GOAL OF THE EXERCISE => Look through the records, and wherever the string "ohms" turns up, copy out that line.

□ □ □ □ □ □ □

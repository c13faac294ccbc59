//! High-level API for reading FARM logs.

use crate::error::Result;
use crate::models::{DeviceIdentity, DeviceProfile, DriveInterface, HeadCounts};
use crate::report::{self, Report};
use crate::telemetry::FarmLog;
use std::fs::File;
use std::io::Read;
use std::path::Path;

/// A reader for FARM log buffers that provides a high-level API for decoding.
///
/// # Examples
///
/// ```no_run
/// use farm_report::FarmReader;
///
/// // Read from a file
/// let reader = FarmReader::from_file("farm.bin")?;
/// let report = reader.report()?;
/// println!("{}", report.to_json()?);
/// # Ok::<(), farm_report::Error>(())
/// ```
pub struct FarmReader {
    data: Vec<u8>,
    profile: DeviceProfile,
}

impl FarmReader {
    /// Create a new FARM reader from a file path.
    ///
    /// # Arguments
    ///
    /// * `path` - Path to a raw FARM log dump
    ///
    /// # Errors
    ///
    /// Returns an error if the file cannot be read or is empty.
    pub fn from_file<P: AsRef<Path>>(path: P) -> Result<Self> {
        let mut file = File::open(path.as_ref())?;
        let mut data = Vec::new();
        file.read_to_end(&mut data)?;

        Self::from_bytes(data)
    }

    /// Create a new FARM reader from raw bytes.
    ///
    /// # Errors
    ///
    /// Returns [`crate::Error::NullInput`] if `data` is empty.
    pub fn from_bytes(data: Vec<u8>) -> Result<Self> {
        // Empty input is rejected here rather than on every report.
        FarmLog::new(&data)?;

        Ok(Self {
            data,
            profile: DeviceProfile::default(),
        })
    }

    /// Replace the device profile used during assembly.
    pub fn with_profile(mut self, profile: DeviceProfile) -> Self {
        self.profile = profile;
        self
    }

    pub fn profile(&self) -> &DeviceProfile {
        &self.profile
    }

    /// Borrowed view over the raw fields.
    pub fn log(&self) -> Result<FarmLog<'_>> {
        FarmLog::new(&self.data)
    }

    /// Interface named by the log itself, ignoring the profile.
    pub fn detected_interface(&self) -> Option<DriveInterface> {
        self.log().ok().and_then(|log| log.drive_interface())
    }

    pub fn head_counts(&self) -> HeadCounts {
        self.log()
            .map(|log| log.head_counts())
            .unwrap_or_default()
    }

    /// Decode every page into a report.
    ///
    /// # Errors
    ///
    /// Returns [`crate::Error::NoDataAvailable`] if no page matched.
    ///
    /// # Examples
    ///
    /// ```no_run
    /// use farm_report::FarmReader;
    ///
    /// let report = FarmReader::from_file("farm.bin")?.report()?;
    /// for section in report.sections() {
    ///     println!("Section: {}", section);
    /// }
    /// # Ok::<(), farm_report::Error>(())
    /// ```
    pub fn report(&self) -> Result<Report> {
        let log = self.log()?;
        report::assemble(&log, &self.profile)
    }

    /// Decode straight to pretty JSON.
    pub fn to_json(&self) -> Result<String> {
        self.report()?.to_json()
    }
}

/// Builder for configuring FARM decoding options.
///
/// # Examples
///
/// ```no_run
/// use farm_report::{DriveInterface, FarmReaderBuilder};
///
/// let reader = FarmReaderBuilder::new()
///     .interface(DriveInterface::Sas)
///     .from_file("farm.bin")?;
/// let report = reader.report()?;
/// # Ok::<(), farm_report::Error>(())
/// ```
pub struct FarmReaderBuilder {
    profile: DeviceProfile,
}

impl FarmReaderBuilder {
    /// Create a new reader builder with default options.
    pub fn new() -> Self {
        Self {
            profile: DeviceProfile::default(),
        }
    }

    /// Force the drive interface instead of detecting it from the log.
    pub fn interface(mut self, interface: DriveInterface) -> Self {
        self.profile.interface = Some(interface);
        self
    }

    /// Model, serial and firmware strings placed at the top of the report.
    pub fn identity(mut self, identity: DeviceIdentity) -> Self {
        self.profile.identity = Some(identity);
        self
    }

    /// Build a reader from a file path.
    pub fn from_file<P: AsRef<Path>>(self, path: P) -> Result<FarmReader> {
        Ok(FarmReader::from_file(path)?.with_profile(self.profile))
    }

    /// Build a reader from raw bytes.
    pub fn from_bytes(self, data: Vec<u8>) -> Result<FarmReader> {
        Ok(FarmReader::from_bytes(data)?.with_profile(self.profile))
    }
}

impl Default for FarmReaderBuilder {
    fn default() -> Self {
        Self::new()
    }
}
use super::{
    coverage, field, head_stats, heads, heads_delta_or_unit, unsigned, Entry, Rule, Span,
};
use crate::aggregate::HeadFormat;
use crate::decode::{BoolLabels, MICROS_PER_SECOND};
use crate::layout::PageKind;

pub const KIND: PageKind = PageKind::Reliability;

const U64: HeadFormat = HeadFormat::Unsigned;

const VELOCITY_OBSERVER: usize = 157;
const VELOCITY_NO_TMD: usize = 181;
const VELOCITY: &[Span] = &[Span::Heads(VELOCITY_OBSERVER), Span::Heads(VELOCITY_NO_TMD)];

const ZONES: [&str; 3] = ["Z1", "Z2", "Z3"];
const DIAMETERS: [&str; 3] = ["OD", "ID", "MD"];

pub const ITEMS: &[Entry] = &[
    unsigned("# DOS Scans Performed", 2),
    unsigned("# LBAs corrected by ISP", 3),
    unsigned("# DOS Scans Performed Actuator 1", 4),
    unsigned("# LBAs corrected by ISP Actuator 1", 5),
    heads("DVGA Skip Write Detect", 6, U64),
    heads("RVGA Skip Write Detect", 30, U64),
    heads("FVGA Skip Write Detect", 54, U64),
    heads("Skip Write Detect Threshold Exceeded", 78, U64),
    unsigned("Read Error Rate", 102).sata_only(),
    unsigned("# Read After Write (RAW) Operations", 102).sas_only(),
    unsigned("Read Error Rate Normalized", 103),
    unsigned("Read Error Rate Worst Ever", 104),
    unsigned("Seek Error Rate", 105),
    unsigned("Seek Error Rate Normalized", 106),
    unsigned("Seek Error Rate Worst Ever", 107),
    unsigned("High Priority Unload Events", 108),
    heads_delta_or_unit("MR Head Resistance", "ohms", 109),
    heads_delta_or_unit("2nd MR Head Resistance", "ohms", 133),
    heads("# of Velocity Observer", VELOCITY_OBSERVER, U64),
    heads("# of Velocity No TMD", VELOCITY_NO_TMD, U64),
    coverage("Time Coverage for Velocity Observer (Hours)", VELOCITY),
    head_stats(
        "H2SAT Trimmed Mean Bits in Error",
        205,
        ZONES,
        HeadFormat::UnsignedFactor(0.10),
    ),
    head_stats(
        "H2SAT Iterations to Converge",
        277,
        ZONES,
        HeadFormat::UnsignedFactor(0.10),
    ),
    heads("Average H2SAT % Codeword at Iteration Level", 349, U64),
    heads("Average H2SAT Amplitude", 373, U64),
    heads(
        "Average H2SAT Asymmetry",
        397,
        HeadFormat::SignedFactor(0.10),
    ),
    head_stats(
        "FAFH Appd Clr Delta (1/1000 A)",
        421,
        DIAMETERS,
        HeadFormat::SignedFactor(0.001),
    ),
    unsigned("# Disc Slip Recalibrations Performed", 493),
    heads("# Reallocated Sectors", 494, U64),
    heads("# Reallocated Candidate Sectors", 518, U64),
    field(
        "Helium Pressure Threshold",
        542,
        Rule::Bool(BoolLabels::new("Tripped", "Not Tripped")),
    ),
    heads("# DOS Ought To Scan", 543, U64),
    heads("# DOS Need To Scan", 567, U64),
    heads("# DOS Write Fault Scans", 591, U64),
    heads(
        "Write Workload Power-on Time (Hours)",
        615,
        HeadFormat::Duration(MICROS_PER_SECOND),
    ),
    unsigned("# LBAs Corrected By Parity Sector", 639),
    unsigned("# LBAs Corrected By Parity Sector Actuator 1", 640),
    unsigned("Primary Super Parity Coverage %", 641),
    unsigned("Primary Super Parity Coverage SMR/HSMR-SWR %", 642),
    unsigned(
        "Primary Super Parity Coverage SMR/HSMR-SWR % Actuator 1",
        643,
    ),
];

□ □ □ □ □ □ □

EXERCISE ANSWER =>
    heads_delta_or_unit("MR Head Resistance", "ohms", 109),
    heads_delta_or_unit("2nd MR Head Resistance", "ohms", 133),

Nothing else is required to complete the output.